Given a loss function for a defense, how do we tell if it's a good loss function? We have tried dumb things: eventually we succeed with enough distortion. Are there better methods? If for input x we had advex x', we could lerp(x,x') and look at the value over time. => not guaranteed to be correct in high dimensions, there might be a low dimensional path. Given x and adversarial example x', compute minimum number of linear segments [x, x1, x2, x3, ..., x'] such that loss function is monotonically decreasing. => there exists *A* path that is easy to find. Maximize the loss function instead of minimize. Check if *that* is possible. This is the same research question as I posed in one of the ideas earlier. I guess writing things down twice happens when you like the idea. This became a paper one of my interns wrote.
New product to attack: apple's photo clustering? Photo's search? Not sure why I'd want to attack this, but you can see a shift a bit in some of my research interest in how to make attacks practical.
Attack these papers: Training DNNs with improved adversarial robustness. NeurIPS'18.
Robust detection of adversarial attacks by modeling the intrinsic properties of deep neural networks. NeurIPS'18.
A simple unified framework for detecting out-of-distribution samples and adversarial attacks.

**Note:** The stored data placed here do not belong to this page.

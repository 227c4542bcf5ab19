//! Maildesk — support-email triage pipeline.

pub mod capability;
pub mod config;
pub mod correlate;
pub mod dashboard;
pub mod dispatch;
pub mod error;
pub mod followup;
pub mod idgen;
pub mod mail;
pub mod pipeline;
pub mod rules;
pub mod store;
pub mod testing;
pub mod ticket;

NeurIPS'18.
HyperGAN?
Adversarial defense by restricting the hidden space of deep ICCV.
Interpret neural networks by identifying critical data routing paths.
Adversarial defense through network profiling based path extraction.
These mostly turned into this paper
Perceptual adversarial examples with LGN model. See: YouTube Video I haven't thought about this at all. Maybe it would be interesting?

Conclusion

I've always found it fascinating to learn how other people approach their ideas. If you found this interesting, Leslie Lamport writes a short retrospecitve paragraph for each of his papers which I found fun to read; Ian Goodfellow published the git repository he used throughout his PhD; and maybe most famously John Carmack published his .plan files for what work he was doing at any moment in time.

If you have an interesting process I'd encourage you to share yours. And I hope you found mine interesting.